Task objective — Whenever a line below holds the word "children", copy that line.

Data provided —
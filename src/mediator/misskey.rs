//! Misskey feed mediators
//!
//! Pagination is `untilId` based; the cursor is the last note ID of the
//! page. Misskey has no `sinceId` paging on these endpoints, so prepend
//! reports end-of-pagination everywhere.

use std::sync::Arc;

use async_trait::async_trait;

use crate::error::Result;
use crate::mapper::{flatten_thread, misskey as mapper};
use crate::model::{AccountKey, MicroblogKey, PlatformType};
use crate::network::misskey::{MisskeyClient, Note};
use crate::paging::{Cursor, TimelineMediator, TimelinePage, TimelineRequest};

fn note_page(account_key: &AccountKey, notes: &[Note]) -> TimelinePage {
    TimelinePage {
        entries: notes
            .iter()
            .filter_map(|note| mapper::note_entry(account_key, note))
            .collect(),
        next_cursor: notes.last().and_then(|n| n.id.clone()).map(Cursor::new),
        prev_cursor: None,
        end_of_pagination: notes.is_empty(),
    }
}

fn until_id(cursor: &Option<Cursor>) -> Option<&str> {
    cursor.as_ref().map(|c| c.as_str())
}

/// Which stock timeline endpoint to hit
#[derive(Debug, Clone, Copy)]
pub enum TimelineKind {
    Home,
    Local,
    Global,
}

pub struct NoteTimelineMediator {
    pub client: Arc<MisskeyClient>,
    pub account_key: AccountKey,
    pub kind: TimelineKind,
}

#[async_trait]
impl TimelineMediator for NoteTimelineMediator {
    async fn timeline(&self, page_size: usize, request: TimelineRequest) -> Result<TimelinePage> {
        let cursor = match &request {
            TimelineRequest::Refresh => None,
            TimelineRequest::Append { cursor } => cursor.clone(),
            TimelineRequest::Prepend { .. } => return Ok(TimelinePage::end()),
        };
        let notes = match self.kind {
            TimelineKind::Home => {
                self.client
                    .home_timeline(page_size, until_id(&cursor))
                    .await?
            }
            TimelineKind::Local => {
                self.client
                    .local_timeline(page_size, until_id(&cursor))
                    .await?
            }
            TimelineKind::Global => {
                self.client
                    .global_timeline(page_size, until_id(&cursor))
                    .await?
            }
        };
        Ok(note_page(&self.account_key, &notes))
    }

    fn platform(&self) -> PlatformType {
        PlatformType::Misskey
    }
}

pub struct UserTimelineMediator {
    pub client: Arc<MisskeyClient>,
    pub account_key: AccountKey,
    pub user_key: MicroblogKey,
}

#[async_trait]
impl TimelineMediator for UserTimelineMediator {
    async fn timeline(&self, page_size: usize, request: TimelineRequest) -> Result<TimelinePage> {
        let cursor = match &request {
            TimelineRequest::Refresh => None,
            TimelineRequest::Append { cursor } => cursor.clone(),
            TimelineRequest::Prepend { .. } => return Ok(TimelinePage::end()),
        };
        let notes = self
            .client
            .user_notes(&self.user_key.id, page_size, until_id(&cursor))
            .await?;
        Ok(note_page(&self.account_key, &notes))
    }

    fn platform(&self) -> PlatformType {
        PlatformType::Misskey
    }
}

pub struct ListTimelineMediator {
    pub client: Arc<MisskeyClient>,
    pub account_key: AccountKey,
    pub list_id: String,
}

#[async_trait]
impl TimelineMediator for ListTimelineMediator {
    async fn timeline(&self, page_size: usize, request: TimelineRequest) -> Result<TimelinePage> {
        let cursor = match &request {
            TimelineRequest::Refresh => None,
            TimelineRequest::Append { cursor } => cursor.clone(),
            TimelineRequest::Prepend { .. } => return Ok(TimelinePage::end()),
        };
        let notes = self
            .client
            .list_timeline(&self.list_id, page_size, until_id(&cursor))
            .await?;
        Ok(note_page(&self.account_key, &notes))
    }

    fn platform(&self) -> PlatformType {
        PlatformType::Misskey
    }
}

pub struct SearchNoteMediator {
    pub client: Arc<MisskeyClient>,
    pub account_key: AccountKey,
    pub query: String,
}

#[async_trait]
impl TimelineMediator for SearchNoteMediator {
    async fn timeline(&self, page_size: usize, request: TimelineRequest) -> Result<TimelinePage> {
        let cursor = match &request {
            TimelineRequest::Refresh => None,
            TimelineRequest::Append { cursor } => cursor.clone(),
            TimelineRequest::Prepend { .. } => return Ok(TimelinePage::end()),
        };
        let notes = self
            .client
            .search_notes(&self.query, page_size, until_id(&cursor))
            .await?;
        Ok(note_page(&self.account_key, &notes))
    }

    fn platform(&self) -> PlatformType {
        PlatformType::Misskey
    }
}

pub struct NotificationMediator {
    pub client: Arc<MisskeyClient>,
    pub account_key: AccountKey,
    pub mentions_only: bool,
}

#[async_trait]
impl TimelineMediator for NotificationMediator {
    async fn timeline(&self, page_size: usize, request: TimelineRequest) -> Result<TimelinePage> {
        let cursor = match &request {
            TimelineRequest::Refresh => None,
            TimelineRequest::Append { cursor } => cursor.clone(),
            TimelineRequest::Prepend { .. } => return Ok(TimelinePage::end()),
        };
        let notifications = self
            .client
            .notifications(page_size, until_id(&cursor), self.mentions_only)
            .await?;
        Ok(TimelinePage {
            entries: notifications
                .iter()
                .filter_map(|n| mapper::notification_entry(&self.account_key, n))
                .collect(),
            next_cursor: notifications
                .last()
                .and_then(|n| n.id.clone())
                .map(Cursor::new),
            prev_cursor: None,
            end_of_pagination: notifications.is_empty(),
        })
    }

    fn platform(&self) -> PlatformType {
        PlatformType::Misskey
    }
}

/// Misskey's bookmark equivalent: `i/favorites`, which wraps each note in
/// a favorite envelope carrying its own cursor ID.
pub struct FavoriteTimelineMediator {
    pub client: Arc<MisskeyClient>,
    pub account_key: AccountKey,
}

#[async_trait]
impl TimelineMediator for FavoriteTimelineMediator {
    async fn timeline(&self, page_size: usize, request: TimelineRequest) -> Result<TimelinePage> {
        let cursor = match &request {
            TimelineRequest::Refresh => None,
            TimelineRequest::Append { cursor } => cursor.clone(),
            TimelineRequest::Prepend { .. } => return Ok(TimelinePage::end()),
        };
        let favorites = self
            .client
            .favorites(page_size, until_id(&cursor))
            .await?;
        Ok(TimelinePage {
            entries: favorites
                .iter()
                .filter_map(|favorite| favorite.note.as_ref())
                .filter_map(|note| mapper::note_entry(&self.account_key, note))
                .collect(),
            next_cursor: favorites.last().and_then(|f| f.id.clone()).map(Cursor::new),
            prev_cursor: None,
            end_of_pagination: favorites.is_empty(),
        })
    }

    fn platform(&self) -> PlatformType {
        PlatformType::Misskey
    }
}

/// Note detail: ancestors via `notes/conversation`, replies via
/// `notes/children`, flattened around the focal note.
pub struct StatusDetailMediator {
    pub client: Arc<MisskeyClient>,
    pub account_key: AccountKey,
    pub status_key: MicroblogKey,
    pub status_only: bool,
}

#[async_trait]
impl TimelineMediator for StatusDetailMediator {
    async fn timeline(&self, page_size: usize, request: TimelineRequest) -> Result<TimelinePage> {
        match request {
            TimelineRequest::Refresh => {}
            TimelineRequest::Append { .. } | TimelineRequest::Prepend { .. } => {
                return Ok(TimelinePage::end());
            }
        }
        let focal = self.client.show_note(&self.status_key.id).await?;
        let Some(focal) = mapper::note_entry(&self.account_key, &focal) else {
            return Ok(TimelinePage::end());
        };
        if self.status_only {
            return Ok(TimelinePage {
                entries: vec![focal.with_sort_offset(0)],
                end_of_pagination: true,
                ..TimelinePage::default()
            });
        }
        // `notes/conversation` returns ancestors nearest-first; display
        // order needs the root first.
        let mut ancestors: Vec<Note> = self
            .client
            .conversation(&self.status_key.id, page_size)
            .await?;
        ancestors.reverse();
        let replies = self.client.children(&self.status_key.id, page_size).await?;
        Ok(TimelinePage {
            entries: flatten_thread(
                ancestors
                    .iter()
                    .filter_map(|note| mapper::note_entry(&self.account_key, note))
                    .collect(),
                focal,
                replies
                    .iter()
                    .filter_map(|note| mapper::note_entry(&self.account_key, note))
                    .collect(),
            ),
            end_of_pagination: true,
            ..TimelinePage::default()
        })
    }

    fn platform(&self) -> PlatformType {
        PlatformType::Misskey
    }
}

Result of the task —
/// `notes/children`, flattened around the focal note.
        let replies = self.client.children(&self.status_key.id, page_size).await?;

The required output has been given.